Are you ready to start trading seriously and want to keep an eye on how the market is performing, can use it to try and predict future movements or just analyze price movement patterns of a trader? asset. However, getting started can be harder than expected. All the different names can be confusing, not to mention you need a basic understanding of market movements to stay in touch with new developments.

Lucky for you, we've developed a brief but helpful guide to what indicators are, the most popular ones and all you need to know. Looking for a place to deploy all that new knowledge? Try PrimeXBT trading , a derivatives trading platform that can fulfill all your trading needs.

Technical Indicator: One liner

Trading indicators, or more specifically known as technical indicators, are signals generated by price, volume, and open interest in an asset. Users who follow technical analysis will closely monitor these signals and their patterns to predict future price movements. It's by no means an exact science, but it should help you make an informed choice.

There are quite a few indicators, but here are the ones you should know about:

Moving Average: this indicator shows the direction the price moves without taking into account short-term price rallies and is usually done over a few months.

Exponential Moving Average: puts more weight on recent price points, making it more receptive to new information.

Random Oscillator: compares a specific closing price to an asset's price range over time to show momentum and trend strength.

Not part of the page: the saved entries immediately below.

//! Operator types for range comparators

use std::fmt;

/// Comparison operators for range comparators
#[derive(Debug, Clone, Copy, PartialEq, Eq, Hash)]
pub enum RangeOperator {
    /// Equal (=)
    Equal,
    /// Less than (<)
    LessThan,
    /// Less than or equal (<=)
    LessThanOrEqual,
    /// Greater than (>)
    GreaterThan,
    /// Greater than or equal (>=)
    GreaterThanOrEqual,
    /// Anything else made of operator symbols, e.g. `=>` or `<<`
    Unknown,
}

impl RangeOperator {
    /// Parse an operator token. Unrecognized tokens map to [`RangeOperator::Unknown`].
    pub fn from_token(s: &str) -> Self {
        match s {
            "=" => RangeOperator::Equal,
            "<" => RangeOperator::LessThan,
            "<=" => RangeOperator::LessThanOrEqual,
            ">" => RangeOperator::GreaterThan,
            ">=" => RangeOperator::GreaterThanOrEqual,
            _ => RangeOperator::Unknown,
        }
    }

    /// Get the string representation of the operator
    pub fn as_str(&self) -> &'static str {
        match self {
            RangeOperator::Equal => "=",
            RangeOperator::LessThan => "<",
            RangeOperator::LessThanOrEqual => "<=",
            RangeOperator::GreaterThan => ">",
            RangeOperator::GreaterThanOrEqual => ">=",
            RangeOperator::Unknown => "<>",
        }
    }
}

impl fmt::Display for RangeOperator {
    fn fmt(&self, f: &mut fmt::Formatter<'_>) -> fmt::Result {
        f.write_str(self.as_str())
    }
}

Bollinger Bands: provide a range in which the price of an asset typically trades — the narrower the bands, the lower the price volatility of the asset.

Fibonacci retracement: this indicator can determine the extent to which the market will move relative to its current trend — a retracement also known as a pullback or temporary drop.

Standard Deviation: helps traders figure out the size of price moves to estimate how volatility affects price movements.

Moving Average Convergence Divergence (MACD): combines two moving averages to detect changes in momentum.

Of course, this is a complete list. You'll probably never need any other metrics than those listed, or maybe you'll find your favorite among those not covered here. However, it's important to note that you can't just use one indicator and expect safe results - but you shouldn't use too much either as it can lead to incredible confusion (not to mention to potential headaches).